Percursos reais
Percursos reais, do princípio ao fim.
Nenhum destes percursos foi escrito para este documento. Cada um foi percorrido com mãos humanas contra a plataforma em produção, pedido a pedido, e as referências que vai ver ficaram no sistema — incluindo as recusas, que são metade do que se quer provar. Escolha o percurso que se parece com a sua prática. Os que ainda não foram percorridos estão marcados assim mesmo: por percorrer.
O laço da produção
Uma peça feita por medida, entre uma clínica e um laboratório. Atravessa duas organizações, um acordo de parceria, o preçário, a conformidade do dispositivo e a fronteira.
Prótese fixa: uma coroa.
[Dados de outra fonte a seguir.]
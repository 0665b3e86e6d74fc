/* src/client/router/src/route/pattern.rs */

use std::borrow::Cow;
use std::collections::BTreeMap;

use crate::errors::RouteError;

#[derive(Debug, Clone, PartialEq, Eq)]
enum Segment {
  Literal(String),
  Param(String),
}

/// A compiled route path. Literal segments match exactly; `:name` captures one segment.
#[derive(Debug, Clone, PartialEq, Eq)]
pub(crate) struct PathPattern {
  segments: Vec<Segment>,
}

/// Split an absolute path into its segments, tolerating one trailing slash.
/// "/" yields no segments; `None` when the path does not start with '/'.
fn segments_of(path: &str) -> Option<impl Iterator<Item = &str>> {
  let body = path.strip_prefix('/')?;
  // "//" keeps its empty segments so it never collapses onto "/"
  let body = match body.strip_suffix('/') {
    Some(rest) if !rest.is_empty() => rest,
    _ => body,
  };
  Some(body.split('/').filter(move |_| !body.is_empty()))
}

impl PathPattern {
  pub(crate) fn parse(path: &str) -> Result<Self, RouteError> {
    let Some(parts) = segments_of(path) else {
      return Err(RouteError::InvalidPath { path: path.to_string() });
    };
    let mut segments = Vec::new();
    for seg in parts {
      match seg.strip_prefix(':') {
        Some("") => return Err(RouteError::InvalidPath { path: path.to_string() }),
        Some(param) => segments.push(Segment::Param(param.to_string())),
        None => segments.push(Segment::Literal(seg.to_string())),
      }
    }
    Ok(Self { segments })
  }

  /// Match a concrete path. Returns captured parameters, percent-decoded, on success.
  pub(crate) fn matches(&self, path: &str) -> Option<BTreeMap<String, String>> {
    let mut params = BTreeMap::new();
    let mut incoming = segments_of(path)?;
    for expected in &self.segments {
      let actual = incoming.next()?;
      match expected {
        Segment::Literal(lit) => {
          if lit != actual {
            return None;
          }
        }
        Segment::Param(name) => {
          if actual.is_empty() {
            return None;
          }
          let value =
            urlencoding::decode(actual).map_or_else(|_| actual.to_string(), Cow::into_owned);
          params.insert(name.clone(), value);
        }
      }
    }
    if incoming.next().is_some() {
      return None;
    }
    Some(params)
  }

  pub(crate) fn param_names(&self) -> impl Iterator<Item = &str> {
    self.segments.iter().filter_map(|s| match s {
      Segment::Param(name) => Some(name.as_str()),
      Segment::Literal(_) => None,
    })
  }

  /// Fill parameters back in, percent-encoded. `Err` carries the first missing parameter name.
  pub(crate) fn fill(&self, params: &BTreeMap<String, String>) -> Result<String, String> {
    if self.segments.is_empty() {
      return Ok("/".to_string());
    }
    let mut out = String::new();
    for seg in &self.segments {
      out.push('/');
      match seg {
        Segment::Literal(lit) => out.push_str(lit),
        Segment::Param(name) => match params.get(name) {
          Some(value) => out.push_str(&urlencoding::encode(value)),
          None => return Err(name.clone()),
        },
      }
    }
    Ok(out)
  }
}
Do paciente que nasce com chave de cifra até à consulta de colocação — com as duas recusas que o sistema fez pelo caminho e o aviso que não bloqueia.
Catorze dentes e o nível Signature declarado pela clínica no pedido. O que ele prova não é que corre tudo bem: é que onde o catálogo não sabe o preço, o sistema recusa em vez de o inventar — e diz por onde se sai.
O mesmo laço com as pontas trocadas: a clínica em Portugal, o laboratório em Lausanne, e a peça a entrar na União Europeia em vez de sair dela. É também o percurso onde o produto faltou: o caso não chega ao laboratório suíço sozinho, e o passo que o lá pôs foi escrito à mão.
O mesmo laço entre duas entidades portuguesas, e o que se vê é o sistema a não inventar nada: sem código pautal, sem EORI, sem declaração à alfândega — e com o IVA nacional derivado dos dois países pelas mesmas funções que a factura usa.
Não é uma agenda: é uma ausência dita. Uma expedição entre dois países da União sai hoje como exportação, e escrever o regime intracomunitário sem resposta profissional seria inventar um regime fiscal. Enquanto isso não se decidir, este percurso não se publica.
O laço da clínica
Sem laboratório, sem peça e sem fronteira. O que sobra é o que toda a clínica faz vinte vezes por dia — e as recusas continuam lá, só que são outras.
Uma pessoa, várias especialidades: higiene, dentisteria, e uma especialidade criada pela própria clínica durante o percurso — que é a prova de que especialidade é dado e não código.
Como especialidade na agenda, cabe no percurso multidisciplinar. Como percurso de confidencialidade, espera por uma fronteira de leitura que ainda não existe: hoje quem tem a permissão de agenda lê o motivo de todas as especialidades.
Quem autoriza em nome de outro tem de ficar com o nome na decisão. O produto ainda não modela o responsável legal, e um percurso que só mostrasse o sistema a deixar passar seria publicar uma acusação em vez de uma prova.
Porque é que alguns não têm ligação
Um percurso só ganha página depois de ser caminhado com mãos humanas contra a plataforma em produção, com as referências a ficarem no sistema. Enquanto isso não acontece, fica aqui uma linha sem ligação e a palavra escrita — e não uma página com números plausíveis. É a mesma regra que faz esta família de documentos valer alguma coisa: um número bonito e falso custa mais do que um espaço vazio.